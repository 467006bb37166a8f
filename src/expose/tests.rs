use std::sync::Arc;
use std::time::Duration;

use tempfile::TempDir;
use tokio::io::{AsyncReadExt, AsyncWriteExt};

use super::*;
use crate::core::{PortConfig, PreviewConfig, TlsConfig};
use crate::server::PortAllocator;
use crate::tls::CertificateProvider;

/// Domain with an explicit port 0 so each test binds an ephemeral port
const DOMAIN: &str = "preview.test:0";
const HOSTNAME: &str = "preview.test";

struct Fixture {
    _dir: TempDir,
    root: std::path::PathBuf,
    hosts_file: std::path::PathBuf,
    certificates: Arc<CertificateProvider>,
    controller: ExposeController,
}

fn fixture() -> Fixture {
    let dir = TempDir::new().unwrap();
    let root = dir.path().join("site");
    std::fs::create_dir(&root).unwrap();
    std::fs::write(root.join("index.html"), "<h1>exposed</h1>").unwrap();

    let hosts_file = dir.path().join("hosts");
    std::fs::write(&hosts_file, "127.0.0.1\tlocalhost\n").unwrap();

    let mut config = PreviewConfig::default();
    config.hosts.hosts_file = hosts_file.clone();

    let ports = Arc::new(PortAllocator::new(PortConfig::default()));
    let certificates = Arc::new(CertificateProvider::new(TlsConfig::default()));
    let controller = ExposeController::new(&config, ports, Arc::clone(&certificates));

    Fixture {
        _dir: dir,
        root,
        hosts_file,
        certificates,
        controller,
    }
}

fn hosts_contents(fixture: &Fixture) -> String {
    std::fs::read_to_string(&fixture.hosts_file).unwrap()
}

async fn http_get(port: u16) -> std::io::Result<String> {
    let mut stream = tokio::net::TcpStream::connect(("127.0.0.1", port)).await?;
    stream
        .write_all(b"GET / HTTP/1.1\r\nHost: preview.test\r\nConnection: close\r\n\r\n")
        .await?;
    let mut response = String::new();
    stream.read_to_string(&mut response).await?;
    Ok(response)
}

async fn wait_for_status(
    controller: &ExposeController,
    predicate: impl FnMut(&ExposeStatus) -> bool,
) -> ExposeStatus {
    let mut rx = controller.subscribe();
    let status = tokio::time::timeout(Duration::from_secs(5), rx.wait_for(predicate))
        .await
        .expect("status not reached in time")
        .unwrap()
        .clone();
    status
}

#[tokio::test]
async fn test_starts_idle() {
    let fixture = fixture();
    assert_eq!(fixture.controller.status(), ExposeStatus::Idle);
    assert!(fixture.controller.state().is_none());
    assert!(!fixture.controller.is_expired());
}

#[tokio::test]
async fn test_expose_publishes_host_and_serves() {
    let fixture = fixture();
    let options = ExposeOptions::new(&fixture.root).with_domain(DOMAIN);

    let state = fixture.controller.expose(options).await.unwrap();

    assert!(fixture.controller.hosts().was_auto_added(HOSTNAME));
    assert!(hosts_contents(&fixture).contains(HOSTNAME));

    match fixture.controller.status() {
        ExposeStatus::Ready {
            state: ready,
            public_url,
            expires_at,
        } => {
            assert_eq!(ready, state);
            assert_eq!(public_url, format!("http://{}:{}", HOSTNAME, state.port));
            assert!(expires_at > chrono::Utc::now());
        }
        other => panic!("unexpected status {:?}", other),
    }

    let response = http_get(state.port).await.unwrap();
    assert!(response.starts_with("HTTP/1.1 200"));
    assert!(response.contains("<h1>exposed</h1>"));

    fixture.controller.unexpose().await;
}

#[tokio::test]
async fn test_expose_twice_returns_existing_state() {
    let fixture = fixture();
    let first = fixture
        .controller
        .expose(ExposeOptions::new(&fixture.root).with_domain(DOMAIN))
        .await
        .unwrap();
    let second = fixture
        .controller
        .expose(ExposeOptions::new(&fixture.root).with_domain("other.test:0"))
        .await
        .unwrap();

    assert_eq!(first, second);
    assert!(!fixture.controller.hosts().was_auto_added("other.test"));

    fixture.controller.unexpose().await;
}

#[tokio::test]
async fn test_unexpose_cleans_up_and_is_idempotent() {
    let fixture = fixture();
    let state = fixture
        .controller
        .expose(ExposeOptions::new(&fixture.root).with_domain(DOMAIN))
        .await
        .unwrap();

    fixture.controller.unexpose().await;

    assert_eq!(fixture.controller.status(), ExposeStatus::Stopped);
    assert!(fixture.controller.state().is_none());
    assert!(!fixture.controller.hosts().was_auto_added(HOSTNAME));
    assert_eq!(hosts_contents(&fixture), "127.0.0.1\tlocalhost\n");
    assert!(http_get(state.port).await.is_err());
    assert!(!fixture.controller.is_expired());

    fixture.controller.unexpose().await;
    assert_eq!(fixture.controller.status(), ExposeStatus::Stopped);
}

#[tokio::test]
async fn test_expiry_stops_server_and_removes_host() {
    let fixture = fixture();
    let state = fixture
        .controller
        .expose(
            ExposeOptions::new(&fixture.root)
                .with_domain(DOMAIN)
                .with_duration(Duration::from_millis(150)),
        )
        .await
        .unwrap();

    let status = wait_for_status(&fixture.controller, |s| *s == ExposeStatus::Expired).await;

    assert_eq!(status, ExposeStatus::Expired);
    assert!(fixture.controller.is_expired());
    assert!(!fixture.controller.hosts().was_auto_added(HOSTNAME));
    assert!(!hosts_contents(&fixture).contains(HOSTNAME));
    assert!(http_get(state.port).await.is_err());
}

#[tokio::test]
async fn test_extend_pushes_expiry_back() {
    let fixture = fixture();
    fixture
        .controller
        .expose(
            ExposeOptions::new(&fixture.root)
                .with_domain(DOMAIN)
                .with_duration(Duration::from_millis(200)),
        )
        .await
        .unwrap();

    let extended = fixture.controller.extend(Duration::from_secs(60)).await;
    assert!(extended.is_some());

    tokio::time::sleep(Duration::from_millis(400)).await;

    assert!(fixture.controller.status().is_ready());
    assert!(!fixture.controller.is_expired());
    match fixture.controller.status() {
        ExposeStatus::Ready { expires_at, .. } => assert_eq!(Some(expires_at), extended),
        other => panic!("unexpected status {:?}", other),
    }

    fixture.controller.unexpose().await;
}

#[tokio::test]
async fn test_extend_without_exposure() {
    let fixture = fixture();
    assert!(fixture.controller.extend(Duration::from_secs(1)).await.is_none());
}

#[tokio::test]
async fn test_failed_expose_rolls_back_hosts() {
    let fixture = fixture();
    let missing = fixture.root.join("does-not-exist");

    let err = fixture
        .controller
        .expose(ExposeOptions::new(missing).with_domain(DOMAIN))
        .await
        .unwrap_err();

    assert_eq!(err.status(), "root-unavailable");
    assert!(matches!(fixture.controller.status(), ExposeStatus::Failed { .. }));
    assert!(!fixture.controller.hosts().was_auto_added(HOSTNAME));
    assert_eq!(hosts_contents(&fixture), "127.0.0.1\tlocalhost\n");
}

#[tokio::test]
async fn test_https_expose_certifies_domain() {
    let fixture = fixture();
    let state = fixture
        .controller
        .expose(
            ExposeOptions::new(&fixture.root)
                .with_https(true)
                .with_domain(DOMAIN),
        )
        .await
        .unwrap();

    assert!(state.use_https);
    assert!(state.url.starts_with("https://127.0.0.1:"));

    let bundle = fixture
        .certificates
        .get_certificate(&["localhost", "127.0.0.1", HOSTNAME])
        .unwrap();
    assert!(bundle.domains.contains(&HOSTNAME.to_string()));
    assert_eq!(fixture.certificates.cached_certificates(), 1);

    fixture.controller.unexpose().await;
}

#[tokio::test]
async fn test_unpublished_domain_advertises_loopback() {
    let fixture = fixture();
    std::fs::remove_file(&fixture.hosts_file).unwrap();

    let state = fixture
        .controller
        .expose(ExposeOptions::new(&fixture.root).with_domain(DOMAIN))
        .await
        .unwrap();

    assert!(!fixture.controller.hosts().was_auto_added(HOSTNAME));
    match fixture.controller.status() {
        ExposeStatus::Ready { public_url, .. } => assert_eq!(public_url, state.url),
        other => panic!("unexpected status {:?}", other),
    }

    fixture.controller.unexpose().await;
}

#[tokio::test]
async fn test_pre_existing_domain_is_advertised() {
    let fixture = fixture();
    std::fs::write(&fixture.hosts_file, "127.0.0.1\tlocalhost preview.test\n").unwrap();

    let state = fixture
        .controller
        .expose(ExposeOptions::new(&fixture.root).with_domain(DOMAIN))
        .await
        .unwrap();

    assert!(!fixture.controller.hosts().was_auto_added(HOSTNAME));
    match fixture.controller.status() {
        ExposeStatus::Ready { public_url, .. } => {
            assert_eq!(public_url, format!("http://{}:{}", HOSTNAME, state.port))
        }
        other => panic!("unexpected status {:?}", other),
    }

    fixture.controller.unexpose().await;
    assert_eq!(hosts_contents(&fixture), "127.0.0.1\tlocalhost preview.test\n");
}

===============

> **How to complete this task**: In the material above, which lines contain "missing"? Copy each of them.

> **Solved exercise**:
    let missing = fixture.root.join("does-not-exist");
        .expose(ExposeOptions::new(missing).with_domain(DOMAIN))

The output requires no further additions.